The French Mastiff is also known as the Dogue de Bordeaux. It is considered one of the more ancient of the French breeds. The Dogue de Bordeaux is most likely a mix of the English molosser (pugnaces Britanniae) and the Roman molosser (canis pugnaces), originating in the period when French Bordeaux was ruled by English kings (1203 – 1453) – who brought their own ferocious bull-, bear- and horse-baiting molossers (then called bulldogs) with them. Some fans argue that the breed also has some Tibetan Mastiff mixed in. In any event, the French Mastiff was one of the European molosser types that were developed and used for baiting large animals and for dogfighting, as well as for attacking wild animals during a hunt. The French Mastiff, like many breeds, almost died out during the second world war, but was salvaged after the war by fans of dogfighting. Present day Dogues de Bordeaux all descend from ten breeding pairs that were left after WWII.

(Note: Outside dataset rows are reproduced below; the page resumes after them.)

use crate::*;
pub use fixed::*;
pub use shuffle::*;

mod fixed;
mod shuffle;

pub trait MineGenerator {
    fn generate(self, config: BoardConfig) -> Result<Board>;
}
/// Single coordinate axis used for board width, height, and positions.
pub type Coord = u16;

/// Count type used for mine counts and total-cell counts.
pub type CellCount = u32;

/// Row-major linear index of a cell, `y * width + x`.
pub type CellIndex = usize;

/// Two-dimensional coordinates `(x, y)`.
pub type Coord2 = (Coord, Coord);

pub trait ToNdIndex {
    type Output;
    fn to_nd_index(self) -> Self::Output;
}

/// Boards are stored as `(height, width)` arrays so that the standard layout
/// matches the linear index order.
impl ToNdIndex for Coord2 {
    type Output = [usize; 2];

    fn to_nd_index(self) -> Self::Output {
        [self.1.into(), self.0.into()]
    }
}

pub const fn mult(a: Coord, b: Coord) -> CellCount {
    (a as CellCount) * (b as CellCount)
}

/// Which sides of the board a cell touches.
#[derive(Copy, Clone, Debug, Default, PartialEq, Eq)]
pub struct Edges {
    pub top: bool,
    pub bottom: bool,
    pub left: bool,
    pub right: bool,
}

impl Edges {
    pub fn of(index: CellIndex, width: Coord, height: Coord) -> Self {
        let width = usize::from(width);
        let height = usize::from(height);
        Self {
            top: index < width,
            bottom: index >= width * (height - 1),
            left: index % width == 0,
            right: index % width == width - 1,
        }
    }

    /// Whether a step of `(dx, dy)` would cross one of the touched sides.
    const fn blocks(self, (dx, dy): (isize, isize)) -> bool {
        (dx < 0 && self.left)
            || (dx > 0 && self.right)
            || (dy < 0 && self.top)
            || (dy > 0 && self.bottom)
    }
}

#[derive(Copy, Clone, Debug, PartialEq, Eq)]
pub enum Neighborhood {
    /// All 8 surrounding cells, used for counting mines.
    Moore,
    /// The 4 orthogonal cells, used for cascading reveals.
    VonNeumann,
}

impl Neighborhood {
    const fn displacements(self) -> &'static [(isize, isize)] {
        match self {
            Self::Moore => &MOORE,
            Self::VonNeumann => &VON_NEUMANN,
        }
    }
}

const MOORE: [(isize, isize); 8] = [
    (-1, -1),
    (0, -1),
    (1, -1),
    (-1, 0),
    (1, 0),
    (-1, 1),
    (0, 1),
    (1, 1),
];

const VON_NEUMANN: [(isize, isize); 4] = [(-1, 0), (1, 0), (0, -1), (0, 1)];

#[derive(Debug)]
pub struct NeighborIter {
    center: CellIndex,
    width: isize,
    edges: Edges,
    displacements: &'static [(isize, isize)],
    index: u8,
}

impl NeighborIter {
    pub fn new(center: CellIndex, (width, height): Coord2, neighborhood: Neighborhood) -> Self {
        Self {
            center,
            width: isize::try_from(width).unwrap_or(isize::MAX),
            edges: Edges::of(center, width, height),
            displacements: neighborhood.displacements(),
            index: 0,
        }
    }
}

impl Iterator for NeighborIter {
    type Item = CellIndex;

    fn next(&mut self) -> Option<Self::Item> {
        loop {
            let &delta = self.displacements.get(usize::from(self.index))?;
            self.index += 1;

            if self.edges.blocks(delta) {
                continue;
            }

            let (dx, dy) = delta;
            if let Some(next) = self.center.checked_add_signed(dx + dy * self.width) {
                return Some(next);
            }
        }
    }
}
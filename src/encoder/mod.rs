//! Feature extraction from part records.

mod color;
mod features;
mod matrix;

pub use color::{channels as color_channels, lookup as color_rgb};
pub use features::{size_signal, stud_dimensions, EncodedInventory, FeatureEncoder};
pub use matrix::{FeatureMatrix, FeatureVector};
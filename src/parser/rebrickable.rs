//! Rebrickable API set-parts response parser.

use serde::Deserialize;

use crate::error::{Result, SortError};
use crate::model::PartRecord;

use super::fields::{decode_text, Quantity};
use super::{InputFormat, InventoryParser, ParsedInventory};

#[derive(Debug, Deserialize)]
struct SetPartsPage {
    results: Vec<SetPart>,
}

#[derive(Debug, Deserialize)]
struct SetPart {
    part: PartRef,
    color: ColorRef,
    quantity: i64,
    #[serde(default)]
    is_spare: bool,
}

#[derive(Debug, Deserialize)]
struct PartRef {
    part_num: String,
}

#[derive(Debug, Deserialize)]
struct ColorRef {
    id: i64,
}

/// Parser for `GET /api/v3/lego/sets/{set}/parts/` responses.
#[derive(Debug, Clone, Copy, Default)]
pub struct RebrickableJsonParser;

impl InventoryParser for RebrickableJsonParser {
    fn format(&self) -> InputFormat {
        InputFormat::RebrickableJson
    }

    fn parse(&self, raw: &[u8]) -> Result<ParsedInventory> {
        let format = self.format();
        let text = decode_text(raw, format)?;
        let page: SetPartsPage = serde_json::from_str(text).map_err(|e| {
            SortError::malformed(
                format,
                format!("line {}, column {}", e.line(), e.column()),
                e.to_string(),
            )
        })?;

        let mut parsed = ParsedInventory::new();
        let mut spares = 0usize;
        for (idx, entry) in page.results.into_iter().enumerate() {
            let location = format!("result {}", idx + 1);
            if entry.part.part_num.trim().is_empty() {
                return Err(SortError::malformed(format, location, "empty part_num"));
            }
            if entry.is_spare {
                spares += 1;
            }
            let quantity = if entry.quantity <= 0 {
                Quantity::NonPositive(entry.quantity)
            } else {
                u32::try_from(entry.quantity).map(Quantity::Accepted).map_err(|_| {
                    SortError::malformed(
                        format,
                        &location,
                        format!("quantity {} is too large", entry.quantity),
                    )
                })?
            };
            match quantity {
                Quantity::Accepted(qty) => parsed.accept(PartRecord::new(
                    entry.part.part_num,
                    entry.color.id.to_string(),
                    qty,
                    format,
                )),
                Quantity::NonPositive(qty) => parsed.reject(
                    format,
                    location,
                    format!("part {} has non-positive quantity {}", entry.part.part_num, qty),
                ),
            }
        }

        tracing::debug!(
            "Parsed {} Rebrickable record(s), {} spare entr(ies)",
            parsed.inventory.len(),
            spares
        );
        Ok(parsed)
    }
}

#[cfg(test)]
mod tests {
    use super::*;
    use pretty_assertions::assert_eq;

    const RESPONSE: &str = r#"{
        "count": 3,
        "next": null,
        "previous": null,
        "results": [
            {"id": 1, "inv_part_id": 11, "part": {"part_num": "3001", "name": "Brick 2 x 4"},
             "color": {"id": 4, "name": "Red"}, "set_num": "6020-1", "quantity": 2, "is_spare": false},
            {"id": 2, "inv_part_id": 12, "part": {"part_num": "3001", "name": "Brick 2 x 4"},
             "color": {"id": 4, "name": "Red"}, "set_num": "6020-1", "quantity": 1, "is_spare": true},
            {"id": 3, "inv_part_id": 13, "part": {"part_num": "3023", "name": "Plate 1 x 2"},
             "color": {"id": 15, "name": "White"}, "set_num": "6020-1", "quantity": 6, "is_spare": false}
        ]
    }"#;

    #[test]
    fn test_parse_response() {
        let parsed = RebrickableJsonParser.parse(RESPONSE.as_bytes()).unwrap();
        assert_eq!(
            parsed.inventory.records(),
            &[
                PartRecord::new("3001", "4", 3, InputFormat::RebrickableJson),
                PartRecord::new("3023", "15", 6, InputFormat::RebrickableJson),
            ]
        );
    }

    #[test]
    fn test_missing_field_is_malformed() {
        let err = RebrickableJsonParser
            .parse(br#"{"count": 1, "results": [{"part": {"part_num": "3001"}, "quantity": 1}]}"#)
            .unwrap_err();
        assert!(matches!(err, SortError::MalformedInput { .. }));
    }

    #[test]
    fn test_invalid_json() {
        assert!(RebrickableJsonParser.parse(b"{\"count\": ").is_err());
    }
}
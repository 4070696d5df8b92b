//! End-to-end clustering: parse, encode, cluster, assemble.

use crate::assembler::{assemble, ClusteringResult};
use crate::catalog::HierarchyCatalog;
use crate::cluster::KMeans;
use crate::config::{ClusterConfig, EncoderConfig, DEFAULT_SEED, MAX_SEED};
use crate::diagnostics::Diagnostics;
use crate::encoder::FeatureEncoder;
use crate::error::{Result, SortError};
use crate::parser::{InputFormat, ParsedInventory};

/// A configured clustering pipeline over one hierarchy catalog.
#[derive(Debug, Clone)]
pub struct Pipeline<'a> {
    catalog: &'a HierarchyCatalog,
    encoder: EncoderConfig,
    cluster: ClusterConfig,
}

impl<'a> Pipeline<'a> {
    /// Create a pipeline with default settings.
    pub fn new(catalog: &'a HierarchyCatalog) -> Self {
        Self {
            catalog,
            encoder: EncoderConfig::default(),
            cluster: ClusterConfig::default(),
        }
    }

    pub fn with_encoder_config(mut self, config: EncoderConfig) -> Self {
        self.encoder = config;
        self
    }

    pub fn with_cluster_config(mut self, config: ClusterConfig) -> Self {
        self.cluster = config;
        self
    }

    /// Parse `raw` as `format` and cluster it into at most `k` bins.
    ///
    /// `k` is checked before the input is touched.
    pub fn run(
        &self,
        raw: &[u8],
        format: InputFormat,
        k: usize,
        seed: Option<u64>,
    ) -> Result<ClusteringResult> {
        validate_k(k)?;
        let parsed = format.parse(raw)?;
        self.run_parsed(parsed, k, seed)
    }

    /// Cluster an inventory that was already parsed.
    pub fn run_parsed(
        &self,
        parsed: ParsedInventory,
        k: usize,
        seed: Option<u64>,
    ) -> Result<ClusteringResult> {
        validate_k(k)?;
        let ParsedInventory {
            inventory,
            warnings,
        } = parsed;
        if inventory.is_empty() {
            return Err(SortError::EmptyInventory);
        }
        let seed = seed.unwrap_or(DEFAULT_SEED);

        let mut diagnostics = Diagnostics::from(warnings);
        let encoder = FeatureEncoder::new(self.catalog, self.encoder);
        let encoded = encoder.encode_all(&inventory)?;
        diagnostics.extend(encoded.warnings);

        let fit = KMeans::new(self.cluster).fit(&encoded.matrix, k, seed)?;

        tracing::info!(
            "Clustered {} part(s) into {} bin(s) (requested {}, seed {})",
            inventory.len(),
            fit.effective_k,
            k,
            seed
        );
        if diagnostics.unresolved_count() > 0 {
            tracing::info!(
                "{} part(s) not found in the hierarchy",
                diagnostics.unresolved_count()
            );
        }

        Ok(assemble(inventory, &encoded.nodes, fit, diagnostics))
    }
}

/// Cluster `raw` with default settings.
pub fn cluster_inventory(
    raw: &[u8],
    format: InputFormat,
    catalog: &HierarchyCatalog,
    k: usize,
    seed: Option<u64>,
) -> Result<ClusteringResult> {
    Pipeline::new(catalog).run(raw, format, k, seed)
}

/// Parse a seed typed by a user. Accepts `0..=u32::MAX`.
pub fn parse_seed(text: &str) -> Result<u64> {
    let text = text.trim();
    let seed: u64 = text.parse().map_err(|_| {
        SortError::invalid_parameter("seed", format!("'{}' is not a whole number", text))
    })?;
    if seed > MAX_SEED {
        return Err(SortError::invalid_parameter(
            "seed",
            format!("{} is outside 0..={}", seed, MAX_SEED),
        ));
    }
    Ok(seed)
}

fn validate_k(k: usize) -> Result<()> {
    if k < 1 {
        return Err(SortError::invalid_parameter(
            "k",
            "cluster count must be at least 1",
        ));
    }
    Ok(())
}
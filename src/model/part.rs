//! Canonical part record shared by every input format.

use serde::{Deserialize, Serialize};

use crate::parser::InputFormat;

/// One part/color combination with the quantity owned.
#[derive(Debug, Clone, PartialEq, Eq, Serialize, Deserialize)]
pub struct PartRecord {
    /// Catalog identifier (Rebrickable / BrickLink part number).
    pub catalog_id: String,
    /// Color code as written in the source file.
    pub color: String,
    /// Count owned, always at least 1.
    pub quantity: u32,
    /// Parser that produced the record.
    pub source_format: InputFormat,
}

impl PartRecord {
    /// Create a new part record.
    pub fn new(
        catalog_id: impl Into<String>,
        color: impl Into<String>,
        quantity: u32,
        source_format: InputFormat,
    ) -> Self {
        Self {
            catalog_id: catalog_id.into(),
            color: color.into(),
            quantity,
            source_format,
        }
    }

    /// Leading digits of the catalog id, naming the mould without print or
    /// variant suffixes (`3626cpr0001` -> `3626`).
    pub fn design_id(&self) -> Option<&str> {
        design_id(&self.catalog_id)
    }

    /// Key used to merge duplicate entries.
    pub fn key(&self) -> (&str, &str) {
        (&self.catalog_id, &self.color)
    }
}

/// Leading ASCII digits of a catalog id, if any.
pub fn design_id(catalog_id: &str) -> Option<&str> {
    let end = catalog_id
        .char_indices()
        .find(|(_, c)| !c.is_ascii_digit())
        .map(|(i, _)| i)
        .unwrap_or(catalog_id.len());
    if end == 0 {
        None
    } else {
        Some(&catalog_id[..end])
    }
}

As with all of what we now call ‘breeds’, the Dogues de Bordeaux was just a regional variation of the many molosser types. It originally resembled the Cane Corso. As dog shows came into fashion in the 19th century, English Mastiff blood was again added to get the look of the Dogue de Bordeaux as we know it today. Despite being introduced in the United States in the 1890’s, the French Mastiff remains relatively rare. They gained some popularity in 1989 when one was featured in the film “Turner and Hooch”. The breed standard was reworded in 1993 in the hope of getting kennel club recognition, and this fighting molosser was finally accepted by the American Kennel Club in 2008. The Dogues de Bordeaux officially became a ‘breed’.
The French Mastiff is described by the fans as having a calm and even temperament, but despite their lumbering appearance they can be surprisingly agile. They are known for being loyal to their families. They are comical to watch due to their excessive snoring and drooling. They are a guard dog at heart and can react aggressively to perceived threats. They can be very confrontational and aggressive with strangers. Extreme caution should be taken when introducing them to unfamiliar people.
The French Mastiff has a long history of animal baiting and dogfighting and does not do well with other animals. Socialization from an early age may help reduce aggressive behavior towards other animals, but this is not a guaranteed prevention or solution. Many of these dogs, despite socialization become aggressive towards other animals, especially other dogs. Caution should be taken when introducing them to other animals and allowing them to interact. The Dogue de Bordeaux must be walked on-leash by someone large and heavy enough to control the dog. The French Mastiff does not belong at a dog park.
The French Mastiff is a very powerful breed and requires confident and experienced owners. Obedience training and socialization as a puppy is essential, but may not prevent less desirable behaviors. Training must be consistent and maintained throughout the dog’s lifespan. If you are going to have the French Mastiff loose in your yard, you should have fencing adequate to contain the dog, so as to prevent attacks on passing animals or strangers. The fencing should be high enough that curious children can’t climb over it.
Fans say the Dogues de Bordeaux does well with the children in its own family. However, considering the degree of animal aggression that was always desired in this dog, we do not recommend the Dogues de Bordeaux for families with young children.
This breed requires minimal grooming and only moderate exercise. With their short snouts and heavy bodies, they are vulnerable to fatal overheating in hot weather. They should not be exercised or left out in the sun in warm weather. They slobber excessively (some fans fondly call them ‘mess machines’), are inclined to snore and to suffer flatulence. They can be susceptible to several medical issues such as breathing issues, sensitivity to the heat, ectropion, eye infections, heart issues, hyperkeratosis, epilepsy, and hip dysplasia. They weigh between 120-145 lbs and typically live 5-6 years. The oldest French Mastiff on record was 12 years old.
In North America, from 1982-2015, the French Mastiff/Dogue de Bordeaux has been responsible for 2 serious attacks on humans. There have been no fatalities, but caution is advised due to their size and strength.